What this task involves => Report all lines of the records that contain "bytes".

Records provided =>
=====

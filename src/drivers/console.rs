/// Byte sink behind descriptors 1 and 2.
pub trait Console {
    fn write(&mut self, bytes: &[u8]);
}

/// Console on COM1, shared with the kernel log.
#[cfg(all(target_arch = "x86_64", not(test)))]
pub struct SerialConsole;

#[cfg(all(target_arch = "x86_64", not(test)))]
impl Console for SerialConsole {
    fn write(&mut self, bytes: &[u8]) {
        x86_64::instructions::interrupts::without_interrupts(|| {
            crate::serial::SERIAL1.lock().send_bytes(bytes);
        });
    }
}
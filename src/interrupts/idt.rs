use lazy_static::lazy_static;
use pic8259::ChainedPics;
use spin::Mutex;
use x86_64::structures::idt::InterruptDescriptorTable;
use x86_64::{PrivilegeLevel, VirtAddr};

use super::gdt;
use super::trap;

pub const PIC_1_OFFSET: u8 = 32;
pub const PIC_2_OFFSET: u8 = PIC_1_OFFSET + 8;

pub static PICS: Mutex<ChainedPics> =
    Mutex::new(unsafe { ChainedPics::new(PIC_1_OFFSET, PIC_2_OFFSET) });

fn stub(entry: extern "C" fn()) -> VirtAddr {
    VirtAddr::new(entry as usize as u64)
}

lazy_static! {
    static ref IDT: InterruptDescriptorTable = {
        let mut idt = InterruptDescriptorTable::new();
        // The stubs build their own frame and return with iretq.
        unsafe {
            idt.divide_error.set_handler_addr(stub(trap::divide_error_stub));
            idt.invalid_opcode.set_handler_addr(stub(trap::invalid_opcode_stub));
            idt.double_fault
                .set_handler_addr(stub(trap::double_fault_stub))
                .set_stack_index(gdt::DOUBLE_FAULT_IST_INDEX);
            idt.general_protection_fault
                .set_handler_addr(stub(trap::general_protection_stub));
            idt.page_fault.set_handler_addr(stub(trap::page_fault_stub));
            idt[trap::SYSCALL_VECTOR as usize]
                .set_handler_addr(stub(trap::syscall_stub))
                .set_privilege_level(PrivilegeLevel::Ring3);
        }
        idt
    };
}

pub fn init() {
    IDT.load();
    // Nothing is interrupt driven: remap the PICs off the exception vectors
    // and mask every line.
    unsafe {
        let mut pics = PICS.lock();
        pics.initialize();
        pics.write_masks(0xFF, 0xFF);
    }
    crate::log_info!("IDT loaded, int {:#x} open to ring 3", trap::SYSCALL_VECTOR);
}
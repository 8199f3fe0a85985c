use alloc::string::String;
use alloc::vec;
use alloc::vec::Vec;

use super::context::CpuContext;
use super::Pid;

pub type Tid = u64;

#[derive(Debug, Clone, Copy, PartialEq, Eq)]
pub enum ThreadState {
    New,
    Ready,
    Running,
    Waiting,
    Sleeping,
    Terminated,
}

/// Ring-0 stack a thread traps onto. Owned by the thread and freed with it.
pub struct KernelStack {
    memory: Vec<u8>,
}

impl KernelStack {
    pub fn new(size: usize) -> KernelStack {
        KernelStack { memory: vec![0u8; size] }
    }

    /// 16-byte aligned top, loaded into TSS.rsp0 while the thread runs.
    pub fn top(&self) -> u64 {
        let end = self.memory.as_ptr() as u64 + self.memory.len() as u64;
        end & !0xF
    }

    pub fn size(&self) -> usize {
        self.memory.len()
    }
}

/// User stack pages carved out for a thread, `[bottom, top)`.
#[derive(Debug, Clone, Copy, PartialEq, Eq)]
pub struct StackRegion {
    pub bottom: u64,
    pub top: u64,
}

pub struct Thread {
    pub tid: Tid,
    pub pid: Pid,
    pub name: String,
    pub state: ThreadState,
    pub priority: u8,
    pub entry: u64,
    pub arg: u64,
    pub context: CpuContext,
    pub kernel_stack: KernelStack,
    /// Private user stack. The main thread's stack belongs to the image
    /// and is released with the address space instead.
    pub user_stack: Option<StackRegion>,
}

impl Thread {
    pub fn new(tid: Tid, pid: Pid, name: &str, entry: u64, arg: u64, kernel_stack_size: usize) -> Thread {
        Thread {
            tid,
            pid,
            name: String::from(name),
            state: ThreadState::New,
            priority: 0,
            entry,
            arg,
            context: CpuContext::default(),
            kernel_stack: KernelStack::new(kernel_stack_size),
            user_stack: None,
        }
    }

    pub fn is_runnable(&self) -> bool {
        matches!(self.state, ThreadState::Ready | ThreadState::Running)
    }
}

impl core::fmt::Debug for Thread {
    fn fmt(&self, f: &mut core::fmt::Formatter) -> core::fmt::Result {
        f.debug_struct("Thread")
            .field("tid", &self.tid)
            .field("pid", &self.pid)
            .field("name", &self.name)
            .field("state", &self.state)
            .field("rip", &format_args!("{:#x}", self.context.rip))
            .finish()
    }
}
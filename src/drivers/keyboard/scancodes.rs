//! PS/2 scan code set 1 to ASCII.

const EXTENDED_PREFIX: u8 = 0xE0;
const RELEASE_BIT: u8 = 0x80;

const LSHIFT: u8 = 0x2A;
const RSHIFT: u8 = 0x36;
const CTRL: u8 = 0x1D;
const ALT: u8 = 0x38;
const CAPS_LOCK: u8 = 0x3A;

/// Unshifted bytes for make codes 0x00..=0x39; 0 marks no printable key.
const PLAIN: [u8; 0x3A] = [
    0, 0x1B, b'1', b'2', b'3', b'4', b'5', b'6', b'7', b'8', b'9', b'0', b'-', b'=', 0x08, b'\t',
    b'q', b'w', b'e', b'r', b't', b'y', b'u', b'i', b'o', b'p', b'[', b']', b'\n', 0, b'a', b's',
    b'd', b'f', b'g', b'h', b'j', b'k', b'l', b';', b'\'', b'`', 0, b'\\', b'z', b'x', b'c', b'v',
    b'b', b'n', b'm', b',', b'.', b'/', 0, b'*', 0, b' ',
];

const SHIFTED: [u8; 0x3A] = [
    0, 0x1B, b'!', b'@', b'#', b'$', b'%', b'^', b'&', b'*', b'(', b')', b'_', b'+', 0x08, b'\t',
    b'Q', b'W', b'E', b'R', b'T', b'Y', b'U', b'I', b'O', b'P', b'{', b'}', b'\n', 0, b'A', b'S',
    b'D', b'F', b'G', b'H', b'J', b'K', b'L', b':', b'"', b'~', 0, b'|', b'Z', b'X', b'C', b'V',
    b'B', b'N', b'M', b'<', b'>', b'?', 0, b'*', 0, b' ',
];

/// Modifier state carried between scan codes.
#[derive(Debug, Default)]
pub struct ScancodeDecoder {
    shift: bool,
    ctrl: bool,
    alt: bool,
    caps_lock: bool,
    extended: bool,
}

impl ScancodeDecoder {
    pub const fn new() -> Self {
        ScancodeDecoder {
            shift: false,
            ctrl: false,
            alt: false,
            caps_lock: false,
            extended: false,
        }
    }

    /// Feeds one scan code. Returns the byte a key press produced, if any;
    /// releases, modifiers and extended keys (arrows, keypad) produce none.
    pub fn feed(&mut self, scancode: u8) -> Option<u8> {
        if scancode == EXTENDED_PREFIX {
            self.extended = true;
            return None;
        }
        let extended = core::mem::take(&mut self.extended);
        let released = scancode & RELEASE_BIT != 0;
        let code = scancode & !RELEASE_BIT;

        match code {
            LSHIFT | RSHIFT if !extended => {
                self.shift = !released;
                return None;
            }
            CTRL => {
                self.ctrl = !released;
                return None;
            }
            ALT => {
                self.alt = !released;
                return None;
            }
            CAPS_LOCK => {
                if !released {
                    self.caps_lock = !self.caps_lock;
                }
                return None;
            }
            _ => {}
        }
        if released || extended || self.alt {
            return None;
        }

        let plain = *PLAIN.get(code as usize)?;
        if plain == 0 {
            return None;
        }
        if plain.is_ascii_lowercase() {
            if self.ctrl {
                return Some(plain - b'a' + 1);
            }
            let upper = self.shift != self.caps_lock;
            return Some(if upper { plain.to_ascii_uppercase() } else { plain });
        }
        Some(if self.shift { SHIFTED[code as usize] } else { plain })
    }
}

=====

Expected answer =>
    fn write(&mut self, bytes: &[u8]);
    fn write(&mut self, bytes: &[u8]) {
            crate::serial::SERIAL1.lock().send_bytes(bytes);
/// Unshifted bytes for make codes 0x00..=0x39; 0 marks no printable key.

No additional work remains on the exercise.